#### Exercise prompt:
All that is asked is a faithful reproduction of the entries.

(Dataset entries)
//! In-memory `ResourceClient` shared by the integration tests
#![allow(dead_code)]

use async_trait::async_trait;
use dockhand::docker::{
    ClientError, LOG_CHANNEL_CAPACITY, LogOptions, ResourceClient, STATS_CHANNEL_CAPACITY,
    StreamChannels, StreamSenders, stream_channels,
};
use dockhand::models::{
    ComposeProject, Container, ContainerSpec, ContainerStats, Image, LogEntry, Network, Volume,
};
use std::collections::{HashMap, HashSet};
use std::sync::Mutex;
use std::time::Duration;
use tokio_util::sync::CancellationToken;

pub const NEW_CONTAINER_ID: &str = "fedcba9876543210fedcba9876543210";

#[derive(Default)]
pub struct FakeClient {
    pub containers: Mutex<Vec<Container>>,
    pub images: Mutex<Vec<Image>>,
    pub volumes: Mutex<Vec<Volume>>,
    pub networks: Mutex<Vec<Network>>,
    pub projects: Mutex<Vec<ComposeProject>>,
    pub specs: Mutex<HashMap<String, ContainerSpec>>,
    /// Every call, formatted as "<operation> <args>"
    pub calls: Mutex<Vec<String>>,
    /// Ids (or operation names) whose calls fail
    pub failing: Mutex<HashSet<String>>,
    /// Ids whose calls never finish within a test
    pub hanging: Mutex<HashSet<String>>,
    pub log_senders: Mutex<Vec<StreamSenders<LogEntry>>>,
    pub stats_senders: Mutex<Vec<StreamSenders<ContainerStats>>>,
}

impl FakeClient {
    pub fn new() -> Self {
        Self::default()
    }

    pub fn with_containers(containers: Vec<Container>) -> Self {
        let client = Self::new();
        *client.containers.lock().unwrap() = containers;
        client
    }

    pub fn fail(&self, key: &str) {
        self.failing.lock().unwrap().insert(key.to_string());
    }

    pub fn hang(&self, id: &str) {
        self.hanging.lock().unwrap().insert(id.to_string());
    }

    pub fn calls(&self) -> Vec<String> {
        self.calls.lock().unwrap().clone()
    }

    pub fn calls_starting_with(&self, prefix: &str) -> Vec<String> {
        self.calls()
            .into_iter()
            .filter(|c| c.starts_with(prefix))
            .collect()
    }

    /// Sender of the most recently opened log stream
    pub fn log_sender(&self) -> Option<StreamSenders<LogEntry>> {
        self.log_senders.lock().unwrap().last().cloned()
    }

    async fn call(&self, operation: &str, target: &str) -> Result<(), ClientError> {
        self.calls
            .lock()
            .unwrap()
            .push(format!("{} {}", operation, target));
        let hangs = self.hanging.lock().unwrap().contains(target);
        if hangs {
            tokio::time::sleep(Duration::from_secs(3600)).await;
        }
        let failing = self.failing.lock().unwrap();
        if failing.contains(target) || failing.contains(operation) {
            return Err(ClientError::Stream(format!("{} {} refused", operation, target)));
        }
        Ok(())
    }
}

pub fn container(id: &str, name: &str, state: &str) -> Container {
    Container {
        id: id.to_string(),
        name: name.to_string(),
        image: format!("{}:latest", name),
        status: if state == "running" {
            "Up 5 minutes".to_string()
        } else {
            "Exited (0) 1 minute ago".to_string()
        },
        state: state.to_string(),
        ..Default::default()
    }
}

#[async_trait]
impl ResourceClient for FakeClient {
    async fn ping(&self) -> Result<(), ClientError> {
        self.call("ping", "daemon").await
    }

    async fn list_containers(&self) -> Result<Vec<Container>, ClientError> {
        self.call("list", "containers").await?;
        Ok(self.containers.lock().unwrap().clone())
    }

    async fn list_images(&self) -> Result<Vec<Image>, ClientError> {
        self.call("list", "images").await?;
        Ok(self.images.lock().unwrap().clone())
    }

    async fn list_volumes(&self) -> Result<Vec<Volume>, ClientError> {
        self.call("list", "volumes").await?;
        Ok(self.volumes.lock().unwrap().clone())
    }

    async fn list_networks(&self) -> Result<Vec<Network>, ClientError> {
        self.call("list", "networks").await?;
        Ok(self.networks.lock().unwrap().clone())
    }

    async fn list_compose_projects(&self) -> Result<Vec<ComposeProject>, ClientError> {
        self.call("list", "compose").await?;
        Ok(self.projects.lock().unwrap().clone())
    }

    async fn inspect_container_spec(&self, id: &str) -> Result<ContainerSpec, ClientError> {
        self.call("inspect", id).await?;
        self.specs
            .lock()
            .unwrap()
            .get(id)
            .cloned()
            .ok_or_else(|| ClientError::NotFound {
                kind: "container",
                id: id.to_string(),
            })
    }

    async fn start_container(&self, id: &str) -> Result<(), ClientError> {
        self.call("start", id).await
    }

    async fn stop_container(&self, id: &str, _grace: Duration) -> Result<(), ClientError> {
        self.call("stop", id).await
    }

    async fn restart_container(&self, id: &str, _grace: Duration) -> Result<(), ClientError> {
        self.call("restart", id).await
    }

    async fn remove_container(&self, id: &str, _force: bool) -> Result<(), ClientError> {
        self.call("remove", id).await
    }

    async fn create_container(&self, spec: &ContainerSpec) -> Result<String, ClientError> {
        self.call("create", &spec.name).await?;
        Ok(NEW_CONTAINER_ID.to_string())
    }

    async fn attach_network(
        &self,
        network_id: &str,
        container_id: &str,
        _aliases: &[String],
    ) -> Result<(), ClientError> {
        self.call("attach", &format!("{}:{}", network_id, container_id))
            .await
    }

    async fn detach_network(&self, network_id: &str, container_id: &str) -> Result<(), ClientError> {
        self.call("detach", &format!("{}:{}", network_id, container_id))
            .await
    }

    async fn create_network(&self, name: &str, driver: &str) -> Result<(), ClientError> {
        self.call("create_network", &format!("{}:{}", name, driver))
            .await
    }

    async fn remove_network(&self, id: &str) -> Result<(), ClientError> {
        self.call("remove_network", id).await
    }

    async fn remove_image(&self, id: &str, _force: bool) -> Result<(), ClientError> {
        self.call("remove_image", id).await
    }

    async fn pull_image(&self, reference: &str) -> Result<(), ClientError> {
        self.call("pull", reference).await
    }

    async fn remove_volume(&self, name: &str, _force: bool) -> Result<(), ClientError> {
        self.call("remove_volume", name).await
    }

    async fn prune_volumes(&self) -> Result<u64, ClientError> {
        self.call("prune", "volumes").await?;
        Ok(3 * 1024 * 1024)
    }

    fn stream_logs(
        &self,
        id: &str,
        _options: LogOptions,
        _token: CancellationToken,
    ) -> StreamChannels<LogEntry> {
        self.calls.lock().unwrap().push(format!("logs {}", id));
        let (senders, channels) = stream_channels(LOG_CHANNEL_CAPACITY);
        self.log_senders.lock().unwrap().push(senders);
        channels
    }

    fn stream_stats(&self, id: &str, _token: CancellationToken) -> StreamChannels<ContainerStats> {
        self.calls.lock().unwrap().push(format!("stats {}", id));
        let (senders, channels) = stream_channels(STATS_CHANNEL_CAPACITY);
        self.stats_senders.lock().unwrap().push(senders);
        channels
    }
}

#### Solution to the exercise:
//! In-memory `ResourceClient` shared by the integration tests
#![allow(dead_code)]

use async_trait::async_trait;
use dockhand::docker::{
    ClientError, LOG_CHANNEL_CAPACITY, LogOptions, ResourceClient, STATS_CHANNEL_CAPACITY,
    StreamChannels, StreamSenders, stream_channels,
};
use dockhand::models::{
    ComposeProject, Container, ContainerSpec, ContainerStats, Image, LogEntry, Network, Volume,
};
use std::collections::{HashMap, HashSet};
use std::sync::Mutex;
use std::time::Duration;
use tokio_util::sync::CancellationToken;

pub const NEW_CONTAINER_ID: &str = "fedcba9876543210fedcba9876543210";

#[derive(Default)]
pub struct FakeClient {
    pub containers: Mutex<Vec<Container>>,
    pub images: Mutex<Vec<Image>>,
    pub volumes: Mutex<Vec<Volume>>,
    pub networks: Mutex<Vec<Network>>,
    pub projects: Mutex<Vec<ComposeProject>>,
    pub specs: Mutex<HashMap<String, ContainerSpec>>,
    /// Every call, formatted as "<operation> <args>"
    pub calls: Mutex<Vec<String>>,
    /// Ids (or operation names) whose calls fail
    pub failing: Mutex<HashSet<String>>,
    /// Ids whose calls never finish within a test
    pub hanging: Mutex<HashSet<String>>,
    pub log_senders: Mutex<Vec<StreamSenders<LogEntry>>>,
    pub stats_senders: Mutex<Vec<StreamSenders<ContainerStats>>>,
}

impl FakeClient {
    pub fn new() -> Self {
        Self::default()
    }

    pub fn with_containers(containers: Vec<Container>) -> Self {
        let client = Self::new();
        *client.containers.lock().unwrap() = containers;
        client
    }

    pub fn fail(&self, key: &str) {
        self.failing.lock().unwrap().insert(key.to_string());
    }

    pub fn hang(&self, id: &str) {
        self.hanging.lock().unwrap().insert(id.to_string());
    }

    pub fn calls(&self) -> Vec<String> {
        self.calls.lock().unwrap().clone()
    }

    pub fn calls_starting_with(&self, prefix: &str) -> Vec<String> {
        self.calls()
            .into_iter()
            .filter(|c| c.starts_with(prefix))
            .collect()
    }

    /// Sender of the most recently opened log stream
    pub fn log_sender(&self) -> Option<StreamSenders<LogEntry>> {
        self.log_senders.lock().unwrap().last().cloned()
    }

    async fn call(&self, operation: &str, target: &str) -> Result<(), ClientError> {
        self.calls
            .lock()
            .unwrap()
            .push(format!("{} {}", operation, target));
        let hangs = self.hanging.lock().unwrap().contains(target);
        if hangs {
            tokio::time::sleep(Duration::from_secs(3600)).await;
        }
        let failing = self.failing.lock().unwrap();
        if failing.contains(target) || failing.contains(operation) {
            return Err(ClientError::Stream(format!("{} {} refused", operation, target)));
        }
        Ok(())
    }
}

pub fn container(id: &str, name: &str, state: &str) -> Container {
    Container {
        id: id.to_string(),
        name: name.to_string(),
        image: format!("{}:latest", name),
        status: if state == "running" {
            "Up 5 minutes".to_string()
        } else {
            "Exited (0) 1 minute ago".to_string()
        },
        state: state.to_string(),
        ..Default::default()
    }
}

#[async_trait]
impl ResourceClient for FakeClient {
    async fn ping(&self) -> Result<(), ClientError> {
        self.call("ping", "daemon").await
    }

    async fn list_containers(&self) -> Result<Vec<Container>, ClientError> {
        self.call("list", "containers").await?;
        Ok(self.containers.lock().unwrap().clone())
    }

    async fn list_images(&self) -> Result<Vec<Image>, ClientError> {
        self.call("list", "images").await?;
        Ok(self.images.lock().unwrap().clone())
    }

    async fn list_volumes(&self) -> Result<Vec<Volume>, ClientError> {
        self.call("list", "volumes").await?;
        Ok(self.volumes.lock().unwrap().clone())
    }

    async fn list_networks(&self) -> Result<Vec<Network>, ClientError> {
        self.call("list", "networks").await?;
        Ok(self.networks.lock().unwrap().clone())
    }

    async fn list_compose_projects(&self) -> Result<Vec<ComposeProject>, ClientError> {
        self.call("list", "compose").await?;
        Ok(self.projects.lock().unwrap().clone())
    }

    async fn inspect_container_spec(&self, id: &str) -> Result<ContainerSpec, ClientError> {
        self.call("inspect", id).await?;
        self.specs
            .lock()
            .unwrap()
            .get(id)
            .cloned()
            .ok_or_else(|| ClientError::NotFound {
                kind: "container",
                id: id.to_string(),
            })
    }

    async fn start_container(&self, id: &str) -> Result<(), ClientError> {
        self.call("start", id).await
    }

    async fn stop_container(&self, id: &str, _grace: Duration) -> Result<(), ClientError> {
        self.call("stop", id).await
    }

    async fn restart_container(&self, id: &str, _grace: Duration) -> Result<(), ClientError> {
        self.call("restart", id).await
    }

    async fn remove_container(&self, id: &str, _force: bool) -> Result<(), ClientError> {
        self.call("remove", id).await
    }

    async fn create_container(&self, spec: &ContainerSpec) -> Result<String, ClientError> {
        self.call("create", &spec.name).await?;
        Ok(NEW_CONTAINER_ID.to_string())
    }

    async fn attach_network(
        &self,
        network_id: &str,
        container_id: &str,
        _aliases: &[String],
    ) -> Result<(), ClientError> {
        self.call("attach", &format!("{}:{}", network_id, container_id))
            .await
    }

    async fn detach_network(&self, network_id: &str, container_id: &str) -> Result<(), ClientError> {
        self.call("detach", &format!("{}:{}", network_id, container_id))
            .await
    }

    async fn create_network(&self, name: &str, driver: &str) -> Result<(), ClientError> {
        self.call("create_network", &format!("{}:{}", name, driver))
            .await
    }

    async fn remove_network(&self, id: &str) -> Result<(), ClientError> {
        self.call("remove_network", id).await
    }

    async fn remove_image(&self, id: &str, _force: bool) -> Result<(), ClientError> {
        self.call("remove_image", id).await
    }

    async fn pull_image(&self, reference: &str) -> Result<(), ClientError> {
        self.call("pull", reference).await
    }

    async fn remove_volume(&self, name: &str, _force: bool) -> Result<(), ClientError> {
        self.call("remove_volume", name).await
    }

    async fn prune_volumes(&self) -> Result<u64, ClientError> {
        self.call("prune", "volumes").await?;
        Ok(3 * 1024 * 1024)
    }

    fn stream_logs(
        &self,
        id: &str,
        _options: LogOptions,
        _token: CancellationToken,
    ) -> StreamChannels<LogEntry> {
        self.calls.lock().unwrap().push(format!("logs {}", id));
        let (senders, channels) = stream_channels(LOG_CHANNEL_CAPACITY);
        self.log_senders.lock().unwrap().push(senders);
        channels
    }

    fn stream_stats(&self, id: &str, _token: CancellationToken) -> StreamChannels<ContainerStats> {
        self.calls.lock().unwrap().push(format!("stats {}", id));
        let (senders, channels) = stream_channels(STATS_CHANNEL_CAPACITY);
        self.stats_senders.lock().unwrap().push(senders);
        channels
    }
}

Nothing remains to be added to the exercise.